▶ _Stored data_:
//! Service Registry - Load API descriptor tables from JSON
//!
//! The embedded tables are compiled into the binary and checked once on
//! first access. Extra services can be loaded from JSON or YAML files.

use super::descriptor::{DescriptorDefect, MethodDescriptor};
use crate::error::InvokeError;
use anyhow::{Context, Result};
use indexmap::IndexMap;
use serde::{Deserialize, Serialize};
use std::path::Path;
use std::sync::OnceLock;

/// Embedded service tables (compiled into the binary)
const SERVICE_FILES: &[&str] = &[
    include_str!("../resources/androidpublisher.json"),
    include_str!("../resources/calendar.json"),
    include_str!("../resources/cloudtrace.json"),
    include_str!("../resources/drive.json"),
    include_str!("../resources/fusiontables.json"),
];

/// A named group of methods sharing a URL prefix
#[derive(Debug, Clone, Default, PartialEq, Serialize, Deserialize)]
pub struct ResourceDef {
    #[serde(default)]
    pub methods: IndexMap<String, MethodDescriptor>,
}

/// One API service: base URL, scopes and resources
#[derive(Debug, Clone, PartialEq, Serialize, Deserialize)]
#[serde(rename_all = "camelCase")]
pub struct ServiceDef {
    pub name: String,
    pub version: String,
    pub root_url: String,
    #[serde(default)]
    pub service_path: String,
    /// OAuth scope URL to description
    #[serde(default)]
    pub scopes: IndexMap<String, String>,
    #[serde(default)]
    pub resources: IndexMap<String, ResourceDef>,
}

impl ServiceDef {
    pub fn new(name: &str, root_url: &str, service_path: &str) -> Self {
        Self {
            name: name.to_string(),
            version: String::new(),
            root_url: root_url.to_string(),
            service_path: service_path.to_string(),
            scopes: IndexMap::new(),
            resources: IndexMap::new(),
        }
    }

    /// Add a method, creating its resource on first use
    pub fn with_method(mut self, resource: &str, method: &str, descriptor: MethodDescriptor) -> Self {
        self.resources
            .entry(resource.to_string())
            .or_default()
            .methods
            .insert(method.to_string(), descriptor);
        self
    }

    /// `root_url` joined with `service_path`, ending in `/`
    pub fn base_url(&self) -> String {
        join_base(&self.root_url, &self.service_path)
    }

    pub fn resource(&self, name: &str) -> Option<&ResourceDef> {
        self.resources.get(name)
    }

    pub fn method(&self, resource: &str, method: &str) -> Option<&MethodDescriptor> {
        self.resources.get(resource)?.methods.get(method)
    }

    /// Look up a method, failing with [`InvokeError::UnknownMethod`]
    pub fn require_method(&self, resource: &str, method: &str) -> crate::error::Result<&MethodDescriptor> {
        self.method(resource, method)
            .ok_or_else(|| InvokeError::UnknownMethod {
                service: self.name.clone(),
                resource: resource.to_string(),
                method: method.to_string(),
            })
    }

    pub fn scope_urls(&self) -> Vec<String> {
        self.scopes.keys().cloned().collect()
    }

    /// Check every descriptor of the service
    pub fn validate(&self) -> std::result::Result<(), DescriptorDefect> {
        for (resource_name, resource) in &self.resources {
            for (method_name, descriptor) in &resource.methods {
                descriptor.validate().map_err(|defect| {
                    DescriptorDefect(format!(
                        "{}.{}.{}: {}",
                        self.name, resource_name, method_name, defect
                    ))
                })?;
            }
        }
        Ok(())
    }

    pub fn method_count(&self) -> usize {
        self.resources.values().map(|r| r.methods.len()).sum()
    }
}

/// Join a root URL and a service path with exactly one `/` between them
pub fn join_base(root_url: &str, service_path: &str) -> String {
    let root = root_url.trim_end_matches('/');
    let path = service_path.trim_matches('/');
    if path.is_empty() {
        format!("{}/", root)
    } else {
        format!("{}/{}/", root, path)
    }
}

/// A set of services keyed by name
#[derive(Debug, Clone, Default)]
pub struct Registry {
    services: IndexMap<String, ServiceDef>,
}

impl Registry {
    /// Parse and validate the embedded tables
    fn load_embedded() -> Result<Self> {
        let mut registry = Self::default();
        for content in SERVICE_FILES {
            let service: ServiceDef =
                serde_json::from_str(content).context("Failed to parse embedded service JSON")?;
            registry.add(service)?;
        }
        Ok(registry)
    }

    /// Add a service after validating it; replaces a service of the same name
    pub fn add(&mut self, service: ServiceDef) -> Result<()> {
        service
            .validate()
            .with_context(|| format!("Invalid descriptor table for '{}'", service.name))?;
        if self.services.contains_key(&service.name) {
            tracing::info!("Replacing service '{}'", service.name);
        }
        self.services.insert(service.name.clone(), service);
        Ok(())
    }

    /// Load a service table from a `.json`, `.yaml` or `.yml` file
    pub fn load_file(&mut self, path: &Path) -> Result<&ServiceDef> {
        let service = load_service_file(path)?;
        let name = service.name.clone();
        self.add(service)?;
        self.services
            .get(&name)
            .with_context(|| format!("Service '{}' missing after load", name))
    }

    pub fn get(&self, name: &str) -> Option<&ServiceDef> {
        self.services.get(name)
    }

    pub fn services(&self) -> impl Iterator<Item = &ServiceDef> {
        self.services.values()
    }

    /// Find a method by service, resource and method name
    pub fn method(
        &self,
        service: &str,
        resource: &str,
        method: &str,
    ) -> crate::error::Result<(&ServiceDef, &MethodDescriptor)> {
        let unknown = || InvokeError::UnknownMethod {
            service: service.to_string(),
            resource: resource.to_string(),
            method: method.to_string(),
        };
        let service_def = self.services.get(service).ok_or_else(unknown)?;
        let descriptor = service_def.method(resource, method).ok_or_else(unknown)?;
        Ok((service_def, descriptor))
    }
}

/// Parse a service table file, choosing the format by extension
pub fn load_service_file(path: &Path) -> Result<ServiceDef> {
    let content = std::fs::read_to_string(path)
        .with_context(|| format!("Failed to read service table {}", path.display()))?;

    let is_yaml = matches!(
        path.extension().and_then(|e| e.to_str()),
        Some("yaml") | Some("yml")
    );

    let service: ServiceDef = if is_yaml {
        serde_yaml::from_str(&content)
            .with_context(|| format!("Failed to parse YAML service table {}", path.display()))?
    } else {
        serde_json::from_str(&content)
            .with_context(|| format!("Failed to parse JSON service table {}", path.display()))?
    };

    Ok(service)
}

/// Global registry loaded from the embedded tables
static REGISTRY: OnceLock<Registry> = OnceLock::new();

/// Get the embedded registry (parsed and validated on first access).
///
/// A defect in an embedded table is a build defect, so it panics.
pub fn get_registry() -> &'static Registry {
    REGISTRY.get_or_init(|| {
        Registry::load_embedded()
            .unwrap_or_else(|e| panic!("Failed to load embedded service tables: {:#}", e))
    })
}

/// Get an embedded service by name
pub fn get_service(name: &str) -> Option<&'static ServiceDef> {
    get_registry().get(name)
}

/// Get an embedded service the crate itself ships
pub(crate) fn builtin_service(name: &str) -> &'static ServiceDef {
    get_service(name).unwrap_or_else(|| panic!("Embedded service table '{}' is missing", name))
}

/// Names of all embedded services
pub fn get_all_service_names() -> Vec<&'static str> {
    get_registry().services().map(|s| s.name.as_str()).collect()
}

#[cfg(test)]
mod tests {
    use super::*;
    use crate::resource::descriptor::{HttpMethod, Location, ParameterSpec, ValueType};

    #[test]
    fn test_registry_loads_successfully() {
        let names = get_all_service_names();
        assert_eq!(
            names,
            vec!["androidpublisher", "calendar", "cloudtrace", "drive", "fusiontables"]
        );
    }

    #[test]
    fn test_calendar_events_delete_descriptor() {
        let (service, descriptor) = get_registry()
            .method("calendar", "events", "delete")
            .unwrap();
        assert_eq!(service.base_url(), "https://www.googleapis.com/calendar/v3/");
        assert_eq!(descriptor.http_method, HttpMethod::Delete);
        assert_eq!(descriptor.path, "calendars/{calendarId}/events/{eventId}");
        assert_eq!(descriptor.response, None);
        assert_eq!(
            descriptor.parameters["sendNotifications"].location,
            Location::Query
        );
    }

    #[test]
    fn test_body_methods_declare_request_model() {
        let service = get_service("drive").unwrap();
        let descriptor = service.method("files", "insert").unwrap();
        assert_eq!(descriptor.request.as_deref(), Some("DriveFile"));
        assert_eq!(descriptor.response.as_deref(), Some("DriveFile"));
        let (name, spec) = descriptor.body_parameter().unwrap();
        assert_eq!(name, "postBody");
        assert!(spec.required);
    }

    #[test]
    fn test_repeated_parameters_are_loaded() {
        let descriptor = get_service("calendar")
            .unwrap()
            .method("events", "list")
            .unwrap();
        assert!(descriptor.parameters["privateExtendedProperty"].repeated);
        assert!(!descriptor.parameters["q"].repeated);
    }

    #[test]
    fn test_nested_resource_names() {
        let service = get_service("androidpublisher").unwrap();
        assert!(service.resource("edits.tracks").is_some());
        assert!(service.resource("purchases.subscriptions").is_some());
        assert_eq!(
            service.base_url(),
            "https://www.googleapis.com/androidpublisher/v2/applications/"
        );
    }

    #[test]
    fn test_cloudtrace_has_empty_service_path() {
        let service = get_service("cloudtrace").unwrap();
        assert_eq!(service.base_url(), "https://cloudtrace.googleapis.com/");
        assert!(service.scopes.contains_key("https://www.googleapis.com/auth/trace.readonly"));
    }

    #[test]
    fn test_unknown_method_error() {
        let err = get_registry()
            .method("calendar", "events", "explode")
            .unwrap_err();
        assert!(matches!(err, InvokeError::UnknownMethod { .. }));
        assert_eq!(err.to_string(), "unknown method: calendar.events.explode");
    }

    #[test]
    fn test_add_rejects_defective_table() {
        let service = ServiceDef::new("broken", "https://example.com/", "v1/").with_method(
            "things",
            "get",
            MethodDescriptor::new(HttpMethod::Get, "things/{thingId}"),
        );
        let mut registry = Registry::default();
        let err = registry.add(service).unwrap_err();
        assert!(format!("{:#}", err).contains("thingId"));
    }

    #[test]
    fn test_add_rejects_string_body() {
        let mut body = ParameterSpec::body();
        body.value_type = ValueType::String;
        let service = ServiceDef::new("notes", "https://example.com/", "v1/").with_method(
            "notes",
            "insert",
            MethodDescriptor::new(HttpMethod::Post, "notes").param("postBody", body),
        );
        let mut registry = Registry::default();
        assert!(registry.add(service).is_err());
        assert!(registry.get("notes").is_none());
    }

    #[test]
    fn test_join_base() {
        assert_eq!(join_base("https://x.com/", "a/v1/"), "https://x.com/a/v1/");
        assert_eq!(join_base("https://x.com", "a/v1"), "https://x.com/a/v1/");
        assert_eq!(join_base("http://127.0.0.1:8080/", ""), "http://127.0.0.1:8080/");
    }

    #[test]
    fn test_load_yaml_service_file() {
        let dir = std::env::temp_dir().join(format!("gapi-rest-test-{}", uuid::Uuid::new_v4()));
        std::fs::create_dir_all(&dir).unwrap();
        let path = dir.join("tasks.yaml");
        std::fs::write(
            &path,
            r#"
name: tasks
version: v1
rootUrl: https://tasks.googleapis.com/
servicePath: tasks/v1/
resources:
  tasklists:
    methods:
      get:
        path: users/@me/lists/{tasklist}
        httpMethod: GET
        parameters:
          tasklist:
            location: path
            type: string
            required: true
        response: TaskList
"#,
        )
        .unwrap();

        let mut registry = Registry::default();
        let service = registry.load_file(&path).unwrap();
        assert_eq!(service.name, "tasks");
        let descriptor = service.method("tasklists", "get").unwrap();
        assert_eq!(descriptor.parameters["tasklist"], ParameterSpec::path());

        std::fs::remove_dir_all(&dir).unwrap();
    }
}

▶ _Requirement_:
Check each line of the entries above for the word "PartialEq". List the ones that have it.

▶ _Your response_:
#[derive(Debug, Clone, Default, PartialEq, Serialize, Deserialize)]
#[derive(Debug, Clone, PartialEq, Serialize, Deserialize)]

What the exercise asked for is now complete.